─── Information shown

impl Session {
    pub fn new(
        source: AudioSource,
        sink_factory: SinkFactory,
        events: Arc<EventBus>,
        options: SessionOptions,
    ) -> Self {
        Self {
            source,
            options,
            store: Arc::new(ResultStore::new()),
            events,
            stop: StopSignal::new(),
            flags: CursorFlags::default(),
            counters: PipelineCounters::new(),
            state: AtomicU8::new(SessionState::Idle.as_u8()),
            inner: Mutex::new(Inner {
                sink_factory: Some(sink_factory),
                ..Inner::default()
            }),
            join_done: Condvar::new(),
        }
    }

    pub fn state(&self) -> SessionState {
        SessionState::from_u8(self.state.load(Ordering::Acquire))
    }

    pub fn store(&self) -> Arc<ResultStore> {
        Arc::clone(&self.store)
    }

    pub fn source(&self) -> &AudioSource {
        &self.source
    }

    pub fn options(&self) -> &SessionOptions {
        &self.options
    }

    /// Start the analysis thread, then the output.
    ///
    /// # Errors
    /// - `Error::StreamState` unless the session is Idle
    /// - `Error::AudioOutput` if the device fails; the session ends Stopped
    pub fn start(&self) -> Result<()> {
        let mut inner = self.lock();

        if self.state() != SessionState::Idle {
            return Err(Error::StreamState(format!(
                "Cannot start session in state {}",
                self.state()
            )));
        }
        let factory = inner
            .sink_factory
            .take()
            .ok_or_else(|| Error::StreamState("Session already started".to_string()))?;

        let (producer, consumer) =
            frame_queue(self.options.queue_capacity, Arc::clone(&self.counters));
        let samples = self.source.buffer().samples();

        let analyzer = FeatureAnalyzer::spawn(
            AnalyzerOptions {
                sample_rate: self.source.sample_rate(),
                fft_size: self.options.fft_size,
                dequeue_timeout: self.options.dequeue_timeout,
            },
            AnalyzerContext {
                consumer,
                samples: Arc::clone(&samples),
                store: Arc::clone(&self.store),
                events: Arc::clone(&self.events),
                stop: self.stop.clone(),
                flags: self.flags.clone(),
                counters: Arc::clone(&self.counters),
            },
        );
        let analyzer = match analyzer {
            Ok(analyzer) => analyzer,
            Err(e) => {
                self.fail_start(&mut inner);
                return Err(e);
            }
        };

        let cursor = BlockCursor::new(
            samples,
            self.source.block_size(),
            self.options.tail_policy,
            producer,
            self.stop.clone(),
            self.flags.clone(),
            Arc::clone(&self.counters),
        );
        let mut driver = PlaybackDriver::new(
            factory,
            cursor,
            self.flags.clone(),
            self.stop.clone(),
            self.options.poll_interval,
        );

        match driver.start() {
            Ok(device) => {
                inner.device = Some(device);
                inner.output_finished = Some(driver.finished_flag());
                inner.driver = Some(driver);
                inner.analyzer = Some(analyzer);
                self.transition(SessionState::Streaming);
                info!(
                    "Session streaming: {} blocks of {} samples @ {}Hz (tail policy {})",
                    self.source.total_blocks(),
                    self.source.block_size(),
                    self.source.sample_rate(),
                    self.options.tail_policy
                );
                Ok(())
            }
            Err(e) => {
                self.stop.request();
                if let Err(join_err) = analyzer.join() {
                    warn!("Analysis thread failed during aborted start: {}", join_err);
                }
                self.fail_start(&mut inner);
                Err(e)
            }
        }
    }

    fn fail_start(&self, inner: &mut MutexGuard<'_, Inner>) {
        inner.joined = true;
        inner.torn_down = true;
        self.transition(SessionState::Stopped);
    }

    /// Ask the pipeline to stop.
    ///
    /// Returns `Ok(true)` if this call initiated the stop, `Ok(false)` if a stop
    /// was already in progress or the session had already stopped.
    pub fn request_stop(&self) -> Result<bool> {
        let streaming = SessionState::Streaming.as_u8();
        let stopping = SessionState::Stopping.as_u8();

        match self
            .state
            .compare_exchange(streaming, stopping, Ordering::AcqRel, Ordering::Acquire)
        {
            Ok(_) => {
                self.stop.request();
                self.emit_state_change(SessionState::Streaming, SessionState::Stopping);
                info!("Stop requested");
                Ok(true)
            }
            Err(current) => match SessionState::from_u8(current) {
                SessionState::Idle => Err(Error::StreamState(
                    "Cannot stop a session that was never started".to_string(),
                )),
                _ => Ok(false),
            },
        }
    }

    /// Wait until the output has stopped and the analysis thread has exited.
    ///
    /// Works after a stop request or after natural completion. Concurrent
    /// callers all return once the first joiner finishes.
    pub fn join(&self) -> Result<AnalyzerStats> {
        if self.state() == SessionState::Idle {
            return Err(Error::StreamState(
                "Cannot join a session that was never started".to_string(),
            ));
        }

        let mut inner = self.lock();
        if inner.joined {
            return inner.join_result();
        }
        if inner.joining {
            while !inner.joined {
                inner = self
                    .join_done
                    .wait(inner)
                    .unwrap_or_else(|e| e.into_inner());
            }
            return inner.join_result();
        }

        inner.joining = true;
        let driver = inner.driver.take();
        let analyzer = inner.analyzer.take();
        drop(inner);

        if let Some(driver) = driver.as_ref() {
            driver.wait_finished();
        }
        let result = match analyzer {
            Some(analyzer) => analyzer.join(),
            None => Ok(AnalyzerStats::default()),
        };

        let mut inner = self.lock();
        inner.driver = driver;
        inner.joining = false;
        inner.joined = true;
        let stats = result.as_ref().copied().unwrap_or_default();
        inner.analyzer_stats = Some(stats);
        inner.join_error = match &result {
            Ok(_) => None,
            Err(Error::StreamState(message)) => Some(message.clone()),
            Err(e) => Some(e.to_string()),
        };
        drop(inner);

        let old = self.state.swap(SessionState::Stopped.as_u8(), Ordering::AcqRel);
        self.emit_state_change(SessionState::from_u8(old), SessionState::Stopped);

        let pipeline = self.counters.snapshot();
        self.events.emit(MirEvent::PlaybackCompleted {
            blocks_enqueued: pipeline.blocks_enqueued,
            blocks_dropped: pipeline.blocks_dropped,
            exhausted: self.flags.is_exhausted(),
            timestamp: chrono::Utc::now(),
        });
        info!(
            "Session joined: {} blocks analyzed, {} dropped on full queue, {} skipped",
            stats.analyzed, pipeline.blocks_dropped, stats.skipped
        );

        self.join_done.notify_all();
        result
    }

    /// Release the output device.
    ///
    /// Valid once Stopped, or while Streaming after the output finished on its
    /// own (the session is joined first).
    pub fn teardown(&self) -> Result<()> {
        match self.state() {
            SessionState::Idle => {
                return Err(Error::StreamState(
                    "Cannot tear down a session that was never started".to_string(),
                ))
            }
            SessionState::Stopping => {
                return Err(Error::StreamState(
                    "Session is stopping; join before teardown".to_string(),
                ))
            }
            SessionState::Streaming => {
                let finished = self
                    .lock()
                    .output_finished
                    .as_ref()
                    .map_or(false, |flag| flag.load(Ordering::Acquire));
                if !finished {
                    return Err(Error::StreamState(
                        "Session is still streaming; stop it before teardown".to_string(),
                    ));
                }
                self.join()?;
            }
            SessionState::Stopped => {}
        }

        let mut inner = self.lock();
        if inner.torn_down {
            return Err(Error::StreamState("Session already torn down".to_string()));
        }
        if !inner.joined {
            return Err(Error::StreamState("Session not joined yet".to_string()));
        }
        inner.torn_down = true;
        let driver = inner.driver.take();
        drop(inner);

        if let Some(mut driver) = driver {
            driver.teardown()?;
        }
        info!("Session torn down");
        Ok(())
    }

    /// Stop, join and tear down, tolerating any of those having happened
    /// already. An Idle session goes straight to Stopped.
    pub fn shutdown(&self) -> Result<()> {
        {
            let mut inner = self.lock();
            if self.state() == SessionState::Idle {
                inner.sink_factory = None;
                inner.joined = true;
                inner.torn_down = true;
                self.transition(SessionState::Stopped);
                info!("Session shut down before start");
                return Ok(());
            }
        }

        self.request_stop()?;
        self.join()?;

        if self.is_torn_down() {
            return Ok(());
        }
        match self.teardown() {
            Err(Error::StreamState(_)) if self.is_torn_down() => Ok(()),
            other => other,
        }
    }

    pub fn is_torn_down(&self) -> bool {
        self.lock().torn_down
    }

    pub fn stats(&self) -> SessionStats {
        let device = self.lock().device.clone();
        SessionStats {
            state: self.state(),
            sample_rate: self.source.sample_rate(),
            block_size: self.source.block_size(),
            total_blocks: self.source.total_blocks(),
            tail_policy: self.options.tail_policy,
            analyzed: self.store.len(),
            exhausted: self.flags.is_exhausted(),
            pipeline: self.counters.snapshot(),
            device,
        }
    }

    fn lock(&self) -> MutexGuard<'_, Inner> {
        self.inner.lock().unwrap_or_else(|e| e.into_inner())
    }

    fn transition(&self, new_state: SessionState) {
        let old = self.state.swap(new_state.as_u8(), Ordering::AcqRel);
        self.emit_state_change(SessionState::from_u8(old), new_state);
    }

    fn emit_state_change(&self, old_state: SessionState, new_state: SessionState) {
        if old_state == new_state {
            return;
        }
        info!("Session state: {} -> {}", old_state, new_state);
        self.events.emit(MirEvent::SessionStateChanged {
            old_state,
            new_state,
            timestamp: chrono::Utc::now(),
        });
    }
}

──────
─── Information shown

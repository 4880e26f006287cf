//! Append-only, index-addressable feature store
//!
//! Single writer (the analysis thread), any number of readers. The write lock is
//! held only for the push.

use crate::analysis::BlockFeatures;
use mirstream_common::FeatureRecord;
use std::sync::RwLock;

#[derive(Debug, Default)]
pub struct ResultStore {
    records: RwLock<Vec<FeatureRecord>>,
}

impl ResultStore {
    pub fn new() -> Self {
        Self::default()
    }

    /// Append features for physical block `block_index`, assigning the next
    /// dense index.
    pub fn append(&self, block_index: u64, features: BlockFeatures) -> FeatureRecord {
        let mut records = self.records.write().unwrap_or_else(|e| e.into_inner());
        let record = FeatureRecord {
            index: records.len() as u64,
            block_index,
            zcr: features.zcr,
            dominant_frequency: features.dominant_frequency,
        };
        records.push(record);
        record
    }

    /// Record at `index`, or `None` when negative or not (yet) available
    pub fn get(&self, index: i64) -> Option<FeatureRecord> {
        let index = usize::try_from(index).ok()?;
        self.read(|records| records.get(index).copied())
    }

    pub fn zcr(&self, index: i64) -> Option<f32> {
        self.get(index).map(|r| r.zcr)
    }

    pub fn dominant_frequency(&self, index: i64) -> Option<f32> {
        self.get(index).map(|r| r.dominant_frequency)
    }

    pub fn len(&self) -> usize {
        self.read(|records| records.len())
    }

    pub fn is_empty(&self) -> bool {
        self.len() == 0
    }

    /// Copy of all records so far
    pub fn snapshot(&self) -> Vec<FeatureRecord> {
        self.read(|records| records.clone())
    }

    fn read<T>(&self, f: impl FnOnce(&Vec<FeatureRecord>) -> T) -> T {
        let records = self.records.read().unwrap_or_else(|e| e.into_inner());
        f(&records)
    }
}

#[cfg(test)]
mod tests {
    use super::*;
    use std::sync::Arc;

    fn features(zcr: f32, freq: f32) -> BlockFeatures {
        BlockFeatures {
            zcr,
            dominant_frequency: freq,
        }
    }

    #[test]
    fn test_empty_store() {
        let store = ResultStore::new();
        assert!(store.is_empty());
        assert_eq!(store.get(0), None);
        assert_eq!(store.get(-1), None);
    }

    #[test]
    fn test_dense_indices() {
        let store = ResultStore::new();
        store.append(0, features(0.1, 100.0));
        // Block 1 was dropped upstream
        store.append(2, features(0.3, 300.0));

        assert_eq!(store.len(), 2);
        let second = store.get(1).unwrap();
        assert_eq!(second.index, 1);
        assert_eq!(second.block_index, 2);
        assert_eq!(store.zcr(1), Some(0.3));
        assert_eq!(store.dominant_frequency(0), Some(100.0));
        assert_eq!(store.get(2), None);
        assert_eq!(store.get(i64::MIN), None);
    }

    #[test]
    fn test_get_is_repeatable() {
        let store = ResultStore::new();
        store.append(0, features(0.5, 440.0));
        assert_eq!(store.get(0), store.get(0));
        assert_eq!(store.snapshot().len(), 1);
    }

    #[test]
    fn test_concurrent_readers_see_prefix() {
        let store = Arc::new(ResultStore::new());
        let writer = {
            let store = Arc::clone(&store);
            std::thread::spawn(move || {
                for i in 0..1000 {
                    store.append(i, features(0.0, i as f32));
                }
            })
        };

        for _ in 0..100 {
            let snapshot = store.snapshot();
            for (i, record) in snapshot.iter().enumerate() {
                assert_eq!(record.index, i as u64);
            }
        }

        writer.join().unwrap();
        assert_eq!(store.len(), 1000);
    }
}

──────
─── Information shown

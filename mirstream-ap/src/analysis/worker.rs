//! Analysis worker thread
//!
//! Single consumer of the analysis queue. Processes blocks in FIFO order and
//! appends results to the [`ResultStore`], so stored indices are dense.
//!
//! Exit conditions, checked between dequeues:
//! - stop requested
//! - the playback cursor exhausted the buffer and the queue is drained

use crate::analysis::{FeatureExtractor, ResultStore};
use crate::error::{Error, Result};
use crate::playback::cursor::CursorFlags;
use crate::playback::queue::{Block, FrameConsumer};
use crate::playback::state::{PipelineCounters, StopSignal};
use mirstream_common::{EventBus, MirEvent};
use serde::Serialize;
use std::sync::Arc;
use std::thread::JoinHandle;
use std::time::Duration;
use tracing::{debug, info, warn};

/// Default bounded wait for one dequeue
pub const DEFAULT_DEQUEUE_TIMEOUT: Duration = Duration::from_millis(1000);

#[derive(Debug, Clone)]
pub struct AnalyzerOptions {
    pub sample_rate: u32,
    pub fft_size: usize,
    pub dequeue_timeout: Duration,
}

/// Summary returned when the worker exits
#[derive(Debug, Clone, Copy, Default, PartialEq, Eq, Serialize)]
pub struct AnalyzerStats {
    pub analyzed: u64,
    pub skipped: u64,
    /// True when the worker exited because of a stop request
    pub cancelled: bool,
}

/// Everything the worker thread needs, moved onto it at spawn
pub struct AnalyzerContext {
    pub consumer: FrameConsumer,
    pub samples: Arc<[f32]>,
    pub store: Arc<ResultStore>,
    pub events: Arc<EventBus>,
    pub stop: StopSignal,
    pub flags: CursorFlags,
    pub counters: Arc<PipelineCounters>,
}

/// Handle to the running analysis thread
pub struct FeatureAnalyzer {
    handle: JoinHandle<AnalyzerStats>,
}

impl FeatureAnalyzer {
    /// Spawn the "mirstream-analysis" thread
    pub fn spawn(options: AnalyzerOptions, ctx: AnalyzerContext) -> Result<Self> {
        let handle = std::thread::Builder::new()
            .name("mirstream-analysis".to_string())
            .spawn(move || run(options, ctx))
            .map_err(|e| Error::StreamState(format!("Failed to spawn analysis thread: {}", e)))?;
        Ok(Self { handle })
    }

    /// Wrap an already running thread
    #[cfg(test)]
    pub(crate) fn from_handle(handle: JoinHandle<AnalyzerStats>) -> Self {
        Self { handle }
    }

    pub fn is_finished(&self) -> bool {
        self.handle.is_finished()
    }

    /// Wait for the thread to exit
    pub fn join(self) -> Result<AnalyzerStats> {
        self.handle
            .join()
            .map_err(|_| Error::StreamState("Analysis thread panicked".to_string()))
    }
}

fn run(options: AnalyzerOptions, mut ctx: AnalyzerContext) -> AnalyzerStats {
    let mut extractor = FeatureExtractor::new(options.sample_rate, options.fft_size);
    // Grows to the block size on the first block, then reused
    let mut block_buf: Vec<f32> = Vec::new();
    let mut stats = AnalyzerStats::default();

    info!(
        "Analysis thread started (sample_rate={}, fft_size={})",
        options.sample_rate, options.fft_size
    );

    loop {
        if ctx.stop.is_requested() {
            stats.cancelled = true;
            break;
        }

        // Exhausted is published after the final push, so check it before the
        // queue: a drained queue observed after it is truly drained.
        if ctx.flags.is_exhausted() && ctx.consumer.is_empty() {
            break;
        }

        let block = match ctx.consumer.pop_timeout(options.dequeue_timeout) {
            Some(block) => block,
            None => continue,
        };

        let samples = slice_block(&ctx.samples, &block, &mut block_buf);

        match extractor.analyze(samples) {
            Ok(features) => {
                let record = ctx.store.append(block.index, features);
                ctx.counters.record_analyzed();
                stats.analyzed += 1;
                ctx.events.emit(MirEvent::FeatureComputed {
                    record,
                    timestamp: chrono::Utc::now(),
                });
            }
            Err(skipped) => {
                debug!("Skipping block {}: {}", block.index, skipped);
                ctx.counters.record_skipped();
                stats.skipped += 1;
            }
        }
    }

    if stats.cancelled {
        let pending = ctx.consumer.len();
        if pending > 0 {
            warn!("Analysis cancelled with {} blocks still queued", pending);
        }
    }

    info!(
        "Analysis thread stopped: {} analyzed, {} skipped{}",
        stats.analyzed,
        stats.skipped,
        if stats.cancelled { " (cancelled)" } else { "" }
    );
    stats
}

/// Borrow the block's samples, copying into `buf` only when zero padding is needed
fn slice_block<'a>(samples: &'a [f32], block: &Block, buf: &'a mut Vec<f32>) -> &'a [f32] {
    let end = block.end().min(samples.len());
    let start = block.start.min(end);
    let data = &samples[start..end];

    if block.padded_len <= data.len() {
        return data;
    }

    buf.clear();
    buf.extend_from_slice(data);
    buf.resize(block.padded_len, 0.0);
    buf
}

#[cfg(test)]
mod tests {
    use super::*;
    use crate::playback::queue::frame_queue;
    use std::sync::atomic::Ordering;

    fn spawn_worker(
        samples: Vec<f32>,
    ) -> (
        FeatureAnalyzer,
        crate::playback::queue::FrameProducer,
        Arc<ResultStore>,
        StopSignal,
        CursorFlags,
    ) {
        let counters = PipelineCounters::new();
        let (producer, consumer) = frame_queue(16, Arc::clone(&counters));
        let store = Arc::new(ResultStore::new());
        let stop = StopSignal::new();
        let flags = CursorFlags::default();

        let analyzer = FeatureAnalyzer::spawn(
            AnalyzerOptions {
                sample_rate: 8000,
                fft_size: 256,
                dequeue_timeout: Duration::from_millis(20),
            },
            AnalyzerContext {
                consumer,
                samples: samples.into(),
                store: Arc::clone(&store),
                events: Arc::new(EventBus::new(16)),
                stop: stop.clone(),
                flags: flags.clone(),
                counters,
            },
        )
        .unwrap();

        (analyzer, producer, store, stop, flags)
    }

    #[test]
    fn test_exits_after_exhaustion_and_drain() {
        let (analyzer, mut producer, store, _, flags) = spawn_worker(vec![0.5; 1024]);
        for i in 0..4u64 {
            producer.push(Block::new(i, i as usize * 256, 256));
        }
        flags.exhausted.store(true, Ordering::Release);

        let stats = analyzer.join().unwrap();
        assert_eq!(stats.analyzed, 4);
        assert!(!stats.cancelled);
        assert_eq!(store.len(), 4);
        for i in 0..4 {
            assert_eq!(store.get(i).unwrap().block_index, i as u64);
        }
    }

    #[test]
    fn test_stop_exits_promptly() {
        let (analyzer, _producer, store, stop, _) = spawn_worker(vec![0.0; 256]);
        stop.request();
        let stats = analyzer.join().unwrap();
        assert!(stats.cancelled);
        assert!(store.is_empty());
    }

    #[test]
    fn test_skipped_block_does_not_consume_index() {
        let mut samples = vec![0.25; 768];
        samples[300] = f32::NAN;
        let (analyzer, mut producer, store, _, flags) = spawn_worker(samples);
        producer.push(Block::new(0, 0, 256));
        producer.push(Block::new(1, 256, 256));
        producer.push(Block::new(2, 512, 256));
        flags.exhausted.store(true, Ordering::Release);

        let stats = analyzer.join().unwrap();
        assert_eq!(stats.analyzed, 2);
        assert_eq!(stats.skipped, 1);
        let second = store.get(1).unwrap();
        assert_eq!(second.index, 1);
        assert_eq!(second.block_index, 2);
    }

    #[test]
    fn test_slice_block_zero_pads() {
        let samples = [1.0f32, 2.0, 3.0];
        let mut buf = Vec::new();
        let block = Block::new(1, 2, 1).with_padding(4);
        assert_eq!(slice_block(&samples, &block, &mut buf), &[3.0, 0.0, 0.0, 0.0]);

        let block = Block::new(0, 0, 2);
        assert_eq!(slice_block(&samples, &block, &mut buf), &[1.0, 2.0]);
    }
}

──────

Say, as a bare number, how many lines in the entries above include the string "FrameConsumer".

2